> _YOUR OBJECTIVE_: From the entries that follow, copy exactly the lines beginning at the line holding "to produce it." and continuing through the line holding "pub const PRICE_SORT_KEY: &str".

== SOURCE RECORDS ==

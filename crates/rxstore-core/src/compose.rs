//! Category display data derived by priority fallback.
//!
//! The main listing response and the dynamic-filters response can arrive in
//! either order, or one may fail. Every derived field is therefore resolved by
//! trying an ordered list of pure sources and taking the first that yields
//! something, ending with a source that only needs the slug.

use serde::Serialize;

use crate::catalog::{CategoryCrumb, FiltersResponse, Product, ProductCollection, Subcategory};
use crate::classify::{ClassifiedResponse, ShapeTag};
use crate::route::{humanize_slug, RoutePath};

pub const DEFAULT_OVER_LIMIT_PRODUCT_COUNT: u64 = 1000;
pub const DEFAULT_DETAIL_DEPTH_THRESHOLD: usize = 3;
pub const DEFAULT_PAGE_SIZE: u32 = 12;

/// Thresholds the composer and pending heuristic read from configuration.
#[derive(Debug, Clone, Copy, PartialEq, Eq)]
pub struct ComposeSettings {
    pub over_limit_product_count: u64,
    pub detail_depth_threshold: usize,
    pub default_page_size: u32,
}

impl Default for ComposeSettings {
    fn default() -> Self {
        Self {
            over_limit_product_count: DEFAULT_OVER_LIMIT_PRODUCT_COUNT,
            detail_depth_threshold: DEFAULT_DETAIL_DEPTH_THRESHOLD,
            default_page_size: DEFAULT_PAGE_SIZE,
        }
    }
}

#[derive(Debug, Clone, PartialEq, Eq, Serialize)]
pub struct Breadcrumb {
    pub label: String,
    pub slug: String,
    /// Accumulated slug path up to and including this crumb, e.g. `a/b`.
    pub path: String,
}

#[derive(Debug, Clone, PartialEq, Eq, Serialize)]
pub struct CategoryDisplayInfo {
    pub category_name: String,
    pub subcategories: Vec<Subcategory>,
    pub breadcrumbs: Vec<Breadcrumb>,
}

/// Everything the sources may look at.
#[derive(Debug, Clone, Copy)]
pub struct ComposeInput<'a> {
    pub response: Option<&'a ClassifiedResponse>,
    pub filters: Option<&'a FiltersResponse>,
    pub category_slug: &'a str,
    pub route: &'a RoutePath,
}

impl<'a> ComposeInput<'a> {
    fn category_collection(&self) -> Option<&'a ProductCollection> {
        self.response.and_then(ClassifiedResponse::as_category_collection)
    }

    /// Products visible in the response: the listing results, or the single
    /// product of a detail response.
    fn products(&self) -> &'a [Product] {
        match self.response {
            Some(ClassifiedResponse::Detail(product)) => std::slice::from_ref(product),
            Some(ClassifiedResponse::Collection(c) | ClassifiedResponse::CategoryCollection(c)) => {
                &c.results
            }
            None => &[],
        }
    }

    /// The first non-empty authoritative category chain among the products.
    fn category_chain(&self) -> Option<&'a [CategoryCrumb]> {
        self.products()
            .iter()
            .map(Product::category_chain)
            .find(|chain| !chain.is_empty())
    }
}

type Source<T> = fn(&ComposeInput<'_>) -> Option<T>;

const CATEGORY_NAME_SOURCES: &[Source<String>] = &[
    name_from_category_collection,
    name_from_filters,
    name_from_product_categories,
    name_from_slug,
];

const SUBCATEGORY_SOURCES: &[Source<Vec<Subcategory>>] =
    &[subcategories_from_category_collection, subcategories_from_filters];

const BREADCRUMB_SOURCES: &[Source<Vec<Breadcrumb>>] =
    &[breadcrumbs_from_product_categories, breadcrumbs_from_route];

fn first_resolved<T>(sources: &[Source<T>], input: &ComposeInput<'_>) -> Option<T> {
    sources.iter().find_map(|source| source(input))
}

fn non_blank(value: Option<&str>) -> Option<String> {
    value
        .map(str::trim)
        .filter(|v| !v.is_empty())
        .map(str::to_owned)
}

fn name_from_category_collection(input: &ComposeInput<'_>) -> Option<String> {
    non_blank(input.category_collection()?.category_name.as_deref())
}

fn name_from_filters(input: &ComposeInput<'_>) -> Option<String> {
    non_blank(input.filters?.category_name.as_deref())
}

fn name_from_product_categories(input: &ComposeInput<'_>) -> Option<String> {
    non_blank(input.category_chain()?.last().map(|crumb| crumb.name.as_str()))
}

fn name_from_slug(input: &ComposeInput<'_>) -> Option<String> {
    non_blank(Some(humanize_slug(input.category_slug).as_str()))
}

fn subcategories_from_category_collection(input: &ComposeInput<'_>) -> Option<Vec<Subcategory>> {
    collection_subcategories(input.response).map(<[Subcategory]>::to_vec)
}

fn subcategories_from_filters(input: &ComposeInput<'_>) -> Option<Vec<Subcategory>> {
    filters_subcategories(input.filters).map(<[Subcategory]>::to_vec)
}

/// Only a category collection lists subcategories; a plain collection's
/// array is never shown.
fn collection_subcategories(response: Option<&ClassifiedResponse>) -> Option<&[Subcategory]> {
    response?
        .as_category_collection()?
        .subcategories
        .as_deref()
}

fn filters_subcategories(filters: Option<&FiltersResponse>) -> Option<&[Subcategory]> {
    filters?.subcategories.as_deref()
}

/// Whether the composed subcategory list will be non-empty. Follows the same
/// priority as [`SUBCATEGORY_SOURCES`], so an empty array on the category
/// collection hides the filters' list here too.
fn lists_subcategories(
    response: Option<&ClassifiedResponse>,
    filters: Option<&FiltersResponse>,
) -> bool {
    collection_subcategories(response)
        .or_else(|| filters_subcategories(filters))
        .is_some_and(|s| !s.is_empty())
}

fn breadcrumbs_from_product_categories(input: &ComposeInput<'_>) -> Option<Vec<Breadcrumb>> {
    let chain = input.category_chain()?;
    let depth = input.route.len().min(chain.len());
    Some(accumulate(
        chain[..depth]
            .iter()
            .map(|crumb| (crumb.name.clone(), crumb.slug.clone())),
    ))
}

fn breadcrumbs_from_route(input: &ComposeInput<'_>) -> Option<Vec<Breadcrumb>> {
    if input.route.is_empty() {
        return None;
    }
    Some(accumulate(
        input
            .route
            .segments()
            .iter()
            .map(|segment| (humanize_slug(segment), segment.clone())),
    ))
}

fn accumulate(levels: impl Iterator<Item = (String, String)>) -> Vec<Breadcrumb> {
    let mut path = String::new();
    levels
        .map(|(label, slug)| {
            if !path.is_empty() {
                path.push('/');
            }
            path.push_str(&slug);
            Breadcrumb {
                label,
                slug,
                path: path.clone(),
            }
        })
        .collect()
}

/// Derives name, subcategories and breadcrumbs from whatever is available.
///
/// Pure: identical inputs always give identical output. When no source
/// resolves, the raw slug text (or nothing) is used rather than failing.
#[must_use]
pub fn compose_category_display(input: &ComposeInput<'_>) -> CategoryDisplayInfo {
    CategoryDisplayInfo {
        category_name: first_resolved(CATEGORY_NAME_SOURCES, input)
            .unwrap_or_else(|| input.category_slug.to_owned()),
        subcategories: first_resolved(SUBCATEGORY_SOURCES, input).unwrap_or_default(),
        breadcrumbs: first_resolved(BREADCRUMB_SOURCES, input).unwrap_or_default(),
    }
}

/// Whether a root listing should show only its subcategories.
///
/// True when either response sets `overLimit`, or as a fallback for a backend
/// that omits the flag: more than `threshold` products, subcategories
/// indicated, and an empty `results` page. Subcategories are indicated by a
/// `hasSubcategories` flag or by the list the composer would display.
#[must_use]
pub fn is_over_limit(
    response: Option<&ClassifiedResponse>,
    filters: Option<&FiltersResponse>,
    threshold: u64,
) -> bool {
    let collection = response.and_then(ClassifiedResponse::as_collection);
    let flagged = collection.and_then(|c| c.over_limit) == Some(true)
        || filters.and_then(|f| f.over_limit) == Some(true);
    if flagged {
        return true;
    }

    let Some(collection) = collection else {
        return false;
    };
    let product_count = collection
        .product_count
        .or_else(|| filters.and_then(|f| f.product_count));
    let has_subcategories = collection.has_subcategories == Some(true)
        || filters.and_then(|f| f.has_subcategories) == Some(true)
        || lists_subcategories(response, filters);

    product_count.is_some_and(|n| n > threshold)
        && has_subcategories
        && collection.results.is_empty()
}

/// The dynamic-filters endpoint is only called for category listings. A
/// product page or a plain collection (search results) never needs it.
#[must_use]
pub fn should_fetch_filters(shape: ShapeTag) -> bool {
    shape == ShapeTag::CategoryCollection
}
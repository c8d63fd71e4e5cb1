//! Read-through response cache with TTL, a size bound, and in-flight dedup.
//!
//! Backed by `moka`: concurrent callers asking for the same key share a
//! single fetch, and a failed fetch stores nothing, so the next caller
//! retries.

use std::future::Future;
use std::hash::Hash;
use std::sync::Arc;
use std::time::Duration;

use moka::future::Cache;

pub struct RequestCache<K, V> {
    inner: Cache<K, Arc<V>>,
}

impl<K, V> RequestCache<K, V>
where
    K: Eq + Hash + Send + Sync + 'static,
    V: Send + Sync + 'static,
{
    #[must_use]
    pub fn new(ttl: Duration, capacity: usize) -> Self {
        let inner = Cache::builder()
            .max_capacity(u64::try_from(capacity).unwrap_or(u64::MAX))
            .time_to_live(ttl)
            .build();
        Self { inner }
    }

    /// Returns the cached value for `key` if present and fresh, without
    /// starting a fetch.
    pub async fn peek(&self, key: &K) -> Option<Arc<V>> {
        self.inner.get(key).await
    }

    /// Returns the cached value for `key`, or runs `fetch` to produce it.
    ///
    /// # Errors
    ///
    /// Returns the error `fetch` produced, shared between every caller that
    /// was waiting on the same key. The error is not cached.
    pub async fn get_or_fetch<F, Fut, E>(&self, key: &K, fetch: F) -> Result<Arc<V>, Arc<E>>
    where
        K: Clone,
        F: FnOnce() -> Fut,
        Fut: Future<Output = Result<V, E>>,
        E: Send + Sync + 'static,
    {
        self.inner
            .try_get_with_by_ref(key, async move { fetch().await.map(Arc::new) })
            .await
    }
}
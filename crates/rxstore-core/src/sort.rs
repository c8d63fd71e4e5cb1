//! Sort selector to filter-state mapping.

use std::cmp::Ordering;
use std::str::FromStr;

use serde::Serialize;

use crate::catalog::Product;
use crate::filters::FilterState;
use crate::CoreError;

pub const ORDERING_KEY: &str = "ordering";
pub const PRICE_SORT_KEY: &str = "price_sort";

#[derive(Debug, Clone, Copy, Default, PartialEq, Eq, Serialize)]
#[serde(rename_all = "kebab-case")]
pub enum SortOption {
    #[default]
    Bestselling,
    PriceLow,
    PriceHigh,
}

impl SortOption {
    /// Writes the sort into `state`. `Bestselling` clears both sort keys so
    /// the server default ordering applies.
    pub fn apply(self, state: &mut FilterState) {
        state.remove(ORDERING_KEY);
        state.remove(PRICE_SORT_KEY);
        let (ordering, price_sort) = match self {
            SortOption::Bestselling => return,
            SortOption::PriceLow => ("price_value", "asc"),
            SortOption::PriceHigh => ("-price_value", "desc"),
        };
        state.set_content(ORDERING_KEY, ordering);
        state.set_content(PRICE_SORT_KEY, price_sort);
    }

    /// Reads the sort back out of a filter state.
    #[must_use]
    pub fn from_state(state: &FilterState) -> Self {
        match state.get(PRICE_SORT_KEY).map(|v| v.to_query_value()).as_deref() {
            Some("asc") => SortOption::PriceLow,
            Some("desc") => SortOption::PriceHigh,
            _ => SortOption::Bestselling,
        }
    }

    /// Sorts `products` locally unless the server already ordered them.
    ///
    /// Products without a price sort last in either direction.
    pub fn apply_client_side(self, products: &mut [Product], server_ordering: Option<&str>) {
        if server_ordering.is_some_and(|o| !o.is_empty()) {
            return;
        }
        let descending = match self {
            SortOption::Bestselling => return,
            SortOption::PriceLow => false,
            SortOption::PriceHigh => true,
        };
        products.sort_by(|a, b| match (a.price_value, b.price_value) {
            (Some(x), Some(y)) if descending => y.cmp(&x),
            (Some(x), Some(y)) => x.cmp(&y),
            (Some(_), None) => Ordering::Less,
            (None, Some(_)) => Ordering::Greater,
            (None, None) => Ordering::Equal,
        });
    }

    #[must_use]
    pub fn as_str(self) -> &'static str {
        match self {
            SortOption::Bestselling => "bestselling",
            SortOption::PriceLow => "price-low",
            SortOption::PriceHigh => "price-high",
        }
    }
}

impl FromStr for SortOption {
    type Err = CoreError;

    fn from_str(s: &str) -> Result<Self, Self::Err> {
        match s {
            "bestselling" => Ok(SortOption::Bestselling),
            "price-low" => Ok(SortOption::PriceLow),
            "price-high" => Ok(SortOption::PriceHigh),
            other => Err(CoreError::UnknownSort(other.to_owned())),
        }
    }
}

impl std::fmt::Display for SortOption {
    fn fmt(&self, f: &mut std::fmt::Formatter<'_>) -> std::fmt::Result {
        f.write_str(self.as_str())
    }
}
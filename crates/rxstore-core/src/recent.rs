use chrono::{DateTime, Utc};
use serde::{Deserialize, Serialize};

use crate::catalog::Product;

pub const RECENTLY_VIEWED_CAPACITY: usize = 20;

#[derive(Debug, Clone, PartialEq, Eq, Serialize, Deserialize)]
pub struct RecentlyViewedEntry {
    pub product_id: i64,
    pub slug: Option<String>,
    pub name: Option<String>,
    /// Route the product was opened from, e.g. `/thuoc/giam-dau/panadol`.
    pub path: String,
    pub viewed_at: DateTime<Utc>,
}

/// Most-recent-first list of product views, bounded in size.
#[derive(Debug, Clone, Default, PartialEq, Eq, Serialize, Deserialize)]
#[serde(transparent)]
pub struct RecentlyViewed {
    entries: Vec<RecentlyViewedEntry>,
}

impl RecentlyViewed {
    #[must_use]
    pub fn entries(&self) -> &[RecentlyViewedEntry] {
        &self.entries
    }

    /// Records a view, moving an already-present product to the front.
    pub fn record(&mut self, product: &Product, path: &str, viewed_at: DateTime<Utc>) {
        self.entries.retain(|e| e.product_id != product.id);
        self.entries.insert(
            0,
            RecentlyViewedEntry {
                product_id: product.id,
                slug: product.slug.clone(),
                name: product.name.clone(),
                path: path.to_owned(),
                viewed_at,
            },
        );
        self.entries.truncate(RECENTLY_VIEWED_CAPACITY);
    }
}
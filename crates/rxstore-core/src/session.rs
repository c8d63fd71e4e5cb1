//! Per-navigation route and filter state.
//!
//! [`RouteSession`] is the single owner of the current [`FilterState`]. Every
//! change goes through whole-object replacement, and each state maps to one
//! [`RequestKey`]. A response is applied only if it was requested under the
//! key that is still current; anything else is stale and dropped.

use serde::Serialize;

use crate::filters::FilterState;
use crate::route::RoutePath;
use crate::sort::SortOption;

/// Identity of one main-fetch request: API path plus canonical query.
#[derive(Debug, Clone, PartialEq, Eq, Hash, Serialize)]
pub struct RequestKey {
    pub path: String,
    pub query: String,
}

impl RequestKey {
    #[must_use]
    pub fn new(route: &RoutePath, filters: &FilterState) -> Self {
        Self {
            path: route.joined(),
            query: filters.to_query_string(true),
        }
    }
}

impl std::fmt::Display for RequestKey {
    fn fmt(&self, f: &mut std::fmt::Formatter<'_>) -> std::fmt::Result {
        if self.query.is_empty() {
            write!(f, "/{}", self.path)
        } else {
            write!(f, "/{}?{}", self.path, self.query)
        }
    }
}

#[derive(Debug, Clone)]
pub struct RouteSession {
    route: RoutePath,
    filters: FilterState,
    default_page_size: u32,
}

impl RouteSession {
    #[must_use]
    pub fn new(path: &str, default_page_size: u32) -> Self {
        Self {
            route: RoutePath::parse(path),
            filters: FilterState::new(default_page_size),
            default_page_size,
        }
    }

    #[must_use]
    pub fn route(&self) -> &RoutePath {
        &self.route
    }

    #[must_use]
    pub fn filters(&self) -> &FilterState {
        &self.filters
    }

    #[must_use]
    pub fn request_key(&self) -> RequestKey {
        RequestKey::new(&self.route, &self.filters)
    }

    /// Moves to a new path. Filters reset whenever the segments change (the
    /// leaf of a nested route may itself be a subcategory, so any structural
    /// change is a different listing); returns `true` if they did.
    pub fn navigate(&mut self, path: &str) -> bool {
        let next = RoutePath::parse(path);
        let changed = next != self.route;
        self.route = next;
        if changed {
            self.filters = FilterState::new(self.default_page_size);
        }
        changed
    }

    /// Replaces the whole filter state.
    pub fn replace_filters(&mut self, filters: FilterState) {
        self.filters = filters;
    }

    /// Resets to page one with no content filters, keeping the page size.
    pub fn clear_filters(&mut self) {
        self.replace_filters(self.filters.cleared());
    }

    /// Applies a sort selection, returning to the first page.
    pub fn apply_sort(&mut self, sort: SortOption) {
        let mut next = self.filters.clone();
        sort.apply(&mut next);
        next.page = 1;
        self.replace_filters(next);
    }

    /// Whether a response requested under `key` may still be applied.
    #[must_use]
    pub fn is_current(&self, key: &RequestKey) -> bool {
        *key == self.request_key()
    }
}
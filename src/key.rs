//! Canonical key names.
//!
//! Every key handed to the formatter reads `<Note> <Mode>`, where the note is
//! one of the twelve sharp-spelled pitch classes and the mode is `Major` or
//! `Minor`. Provider data arrives as a pitch-class index plus a mode flag;
//! prose mentions ("in the key of Bb min") go through [`parse_key_name`].

use regex::Regex;
use std::sync::OnceLock;

/// Pitch classes indexed the way the metadata provider numbers them
pub const NOTE_NAMES: [&str; 12] = [
    "C", "C#", "D", "D#", "E", "F", "F#", "G", "G#", "A", "A#", "B",
];

static KEY_NAME_REGEX: OnceLock<Regex> = OnceLock::new();
static KEY_MENTION_REGEX: OnceLock<Regex> = OnceLock::new();
static CAPO_MENTION_REGEX: OnceLock<Regex> = OnceLock::new();

fn get_key_name_regex() -> &'static Regex {
    KEY_NAME_REGEX.get_or_init(|| {
        Regex::new(r"^([A-Ga-g])([#bB]?)\s*((?i:major|minor|maj|min)|m)?$").unwrap()
    })
}

fn get_key_mention_regex() -> &'static Regex {
    KEY_MENTION_REGEX.get_or_init(|| {
        Regex::new(r"(?i)(?:key of |in the key |key: ?)([A-G][#b]?(?:\s?(?:major|minor|maj|min))?)")
            .unwrap()
    })
}

fn get_capo_mention_regex() -> &'static Regex {
    CAPO_MENTION_REGEX.get_or_init(|| Regex::new(r"(?i)(?:capo|key)\s*:?\s*([A-G][#b]?)").unwrap())
}

#[derive(Debug, Clone, Copy, PartialEq, Eq)]
pub enum Mode {
    Major,
    Minor,
}

impl Mode {
    /// Provider mode flag: 1 is major, anything else minor
    pub fn from_flag(flag: i64) -> Self {
        if flag == 1 {
            Mode::Major
        } else {
            Mode::Minor
        }
    }

    pub fn as_str(self) -> &'static str {
        match self {
            Mode::Major => "Major",
            Mode::Minor => "Minor",
        }
    }
}

/// Canonical name for a provider pitch-class index. `None` outside 0..=11.
pub fn from_pitch_class(index: i64, mode: Mode) -> Option<String> {
    let note = usize::try_from(index).ok().and_then(|i| NOTE_NAMES.get(i))?;
    Some(format!("{} {}", note, mode.as_str()))
}

/// Normalize a written key such as `Bb`, `f# minor`, `E maj` or `Am`.
///
/// The flat sign may be written `b` or `B` (prose is often all caps).
/// Flats and the enharmonic naturals (`E#`, `B#`, `Cb`, `Fb`) are respelled
/// with the sharp name of the same pitch class. A missing mode means major.
pub fn parse_key_name(text: &str) -> Option<String> {
    let caps = get_key_name_regex().captures(text.trim())?;

    let letter = caps[1].to_ascii_uppercase();
    let natural = NOTE_NAMES.iter().position(|n| *n == letter)? as i64;
    let offset = match &caps[2] {
        "#" => 1,
        "b" | "B" => -1,
        _ => 0,
    };

    // A bare trailing "m" is the minor shorthand; spelled-out words are
    // matched case-insensitively.
    let mode = match caps.get(3).map(|m| m.as_str()) {
        None => Mode::Major,
        Some("m") => Mode::Minor,
        Some(word) if word.eq_ignore_ascii_case("maj") || word.eq_ignore_ascii_case("major") => {
            Mode::Major
        }
        Some(word) if word.eq_ignore_ascii_case("min") || word.eq_ignore_ascii_case("minor") => {
            Mode::Minor
        }
        Some(_) => return None,
    };

    from_pitch_class((natural + offset).rem_euclid(12), mode)
}

/// Find the first key mentioned in a block of prose, e.g. a chord chart page.
pub fn extract_from_text(text: &str) -> Option<String> {
    [get_key_mention_regex(), get_capo_mention_regex()]
        .into_iter()
        .find_map(|pattern| {
            let caps = pattern.captures(text)?;
            parse_key_name(&caps[1])
        })
}
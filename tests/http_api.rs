//! HTTP adapter tests, driven in-process through the router

use axum::body::Body;
use axum::http::{Method, Request, StatusCode};
use http_body_util::BodyExt;
use serde_json::{json, Value};
use songkey::server::create_router;
use songkey::{FallbackCatalog, MetadataClient, ProviderConfig, SongKeyResolver};
use std::sync::Arc;
use tower::ServiceExt;

fn offline_router() -> axum::Router {
    let client = MetadataClient::new(ProviderConfig::unconfigured()).unwrap();
    create_router(Arc::new(SongKeyResolver::new(client, FallbackCatalog::new())))
}

async fn send(request: Request<Body>) -> (StatusCode, Value) {
    let response = offline_router().oneshot(request).await.unwrap();
    let status = response.status();
    let bytes = response.into_body().collect().await.unwrap().to_bytes();
    let body = serde_json::from_slice(&bytes).unwrap_or(Value::Null);
    (status, body)
}

fn get(uri: &str) -> Request<Body> {
    Request::builder()
        .method(Method::GET)
        .uri(uri)
        .body(Body::empty())
        .unwrap()
}

fn post_json(body: Value) -> Request<Body> {
    Request::builder()
        .method(Method::POST)
        .uri("/song-key")
        .header("content-type", "application/json")
        .body(Body::from(body.to_string()))
        .unwrap()
}

#[tokio::test]
async fn get_with_q_parameter() {
    let (status, body) = send(get("/song-key?q=key%20of%20Hey%20Jude%20by%20The%20Beatles")).await;

    assert_eq!(status, StatusCode::OK);
    assert_eq!(
        body["response"],
        "\"Hey Jude\" by The Beatles is in the key of F Major (source: local database)"
    );
}

#[tokio::test]
async fn get_with_query_parameter() {
    let (status, body) = send(get("/song-key?query=key%20of%20Imagine")).await;

    assert_eq!(status, StatusCode::OK);
    assert_eq!(
        body["response"],
        "\"Imagine\" by John Lennon is in the key of C Major (source: local database)"
    );
}

#[tokio::test]
async fn blank_q_does_not_hide_query_parameter() {
    let (status, body) = send(get("/song-key?q=&query=key%20of%20Imagine")).await;

    assert_eq!(status, StatusCode::OK);
    assert_eq!(
        body["response"],
        "\"Imagine\" by John Lennon is in the key of C Major (source: local database)"
    );
}

#[tokio::test]
async fn post_with_json_body() {
    let (status, body) = send(post_json(json!({ "query": "key of Perfect by Ed Sheeran?" }))).await;

    assert_eq!(status, StatusCode::OK);
    assert_eq!(
        body["response"],
        "\"Perfect\" by Ed Sheeran is in the key of Ab Major (source: local database)"
    );
}

#[tokio::test]
async fn unparseable_question_is_a_normal_answer() {
    let (status, body) = send(post_json(json!({ "query": "banana smoothie recipe" }))).await;

    assert_eq!(status, StatusCode::OK);
    assert!(body["response"]
        .as_str()
        .unwrap()
        .starts_with("I couldn't understand that format"));
}

#[tokio::test]
async fn not_found_is_a_normal_answer() {
    let (status, body) = send(get("/song-key?q=key%20of%20Xyzzy")).await;

    assert_eq!(status, StatusCode::OK);
    assert!(body["response"].as_str().unwrap().contains("Xyzzy"));
}

#[tokio::test]
async fn missing_query_is_rejected() {
    let (status, body) = send(get("/song-key")).await;
    assert_eq!(status, StatusCode::BAD_REQUEST);
    assert_eq!(body["error"], "Please provide a query");

    let (status, body) = send(post_json(json!({ "query": "  " }))).await;
    assert_eq!(status, StatusCode::BAD_REQUEST);
    assert_eq!(body["error"], "Please provide a query");
}

#[tokio::test]
async fn malformed_body_is_rejected() {
    let request = Request::builder()
        .method(Method::POST)
        .uri("/song-key")
        .header("content-type", "application/json")
        .body(Body::from("{not json"))
        .unwrap();

    let (status, body) = send(request).await;
    assert_eq!(status, StatusCode::BAD_REQUEST);
    assert_eq!(body["error"], "Please provide a query");
}

#[tokio::test]
async fn health_reports_provider_state() {
    let (status, body) = send(get("/health")).await;

    assert_eq!(status, StatusCode::OK);
    assert_eq!(body["status"], "ok");
    assert_eq!(body["provider_configured"], false);
}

===

> _REPLY_:
    /// Returns the cached value for `key`, or runs `fetch` to produce it.
    ///
    /// # Errors
    ///
    /// Returns the error `fetch` produced, shared between every caller that
    /// was waiting on the same key. The error is not cached.
    pub async fn get_or_fetch<F, Fut, E>(&self, key: &K, fetch: F) -> Result<Arc<V>, Arc<E>>
    where
        K: Clone,
        F: FnOnce() -> Fut,
        Fut: Future<Output = Result<V, E>>,
        E: Send + Sync + 'static,
    {
        self.inner
            .try_get_with_by_ref(key, async move { fetch().await.map(Arc::new) })
            .await
    }
}
filename crates/rxstore-core/src/sort.rs
repository c8d63fd71e4e5cb1
//! Sort selector to filter-state mapping.

use std::cmp::Ordering;
use std::str::FromStr;

use serde::Serialize;

use crate::catalog::Product;
use crate::filters::FilterState;
use crate::CoreError;

pub const ORDERING_KEY: &str = "ordering";
pub const PRICE_SORT_KEY: &str = "price_sort";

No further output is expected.